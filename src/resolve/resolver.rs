use crate::io::error::{ComposeError, Result};
use crate::model::PartData;
use crate::pattern::Pattern;
use crate::resolve::selection::Selection;
use std::sync::Arc;

static FIRST_OPTIONS: Selection = Selection::new();

/// Compose one concrete part tree from `pattern`
///
/// Starts from a shallow clone of the base part, then for each choice point
/// in registration order resolves every sub-pattern of the selected option
/// and attaches it at its anchor. Nested picks apply to the sub-pattern in
/// the same placement position.
///
/// # Errors
///
/// Returns `SelectionOutOfRange` if any pick, at any depth, names an option
/// its choice point does not have. No tree is returned in that case.
pub fn resolve(pattern: &Pattern, selection: &Selection) -> Result<PartData> {
    let part = resolve_node(pattern, selection)?;
    log::debug!(
        nodes = part.node_count(),
        depth = part.depth();
        "Resolved pattern"
    );
    Ok(part)
}

fn resolve_node(pattern: &Pattern, selection: &Selection) -> Result<PartData> {
    let mut working = pattern.base().clone();

    if selection.picks.len() > pattern.choices().len() {
        log::debug!(
            picks = selection.picks.len(),
            choices = pattern.choices().len();
            "Ignoring picks beyond the pattern's choice points"
        );
    }

    for (choice_index, choice) in pattern.choices().iter().enumerate() {
        let pick = selection.pick(choice_index);
        let option_index = pick.map_or(0, |pick| pick.option);

        let option = choice
            .option(option_index)
            .ok_or(ComposeError::SelectionOutOfRange {
                choice: choice_index,
                option: option_index,
                available: choice.len(),
            })?;

        for (slot, placement) in option.placements().iter().enumerate() {
            let nested = pick
                .and_then(|pick| pick.nested(slot))
                .unwrap_or(&FIRST_OPTIONS);
            let child = resolve_node(&placement.pattern, nested)?;
            working.add_subpart(placement.anchor, Arc::new(child));
        }
    }

    Ok(working)
}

• [DESCRIPTION OF THE TASK]
A word-for-word copy of the lines above from the one with "let option = choice" through the one with "let child = resolve_node(&placement.pattern, nested)?;", inclusive, is the only output wanted.

• [RESPONSE]
        let option = choice
            .option(option_index)
            .ok_or(ComposeError::SelectionOutOfRange {
                choice: choice_index,
                option: option_index,
                available: choice.len(),
            })?;

        for (slot, placement) in option.placements().iter().enumerate() {
            let nested = pick
                .and_then(|pick| pick.nested(slot))
                .unwrap_or(&FIRST_OPTIONS);
            let child = resolve_node(&placement.pattern, nested)?;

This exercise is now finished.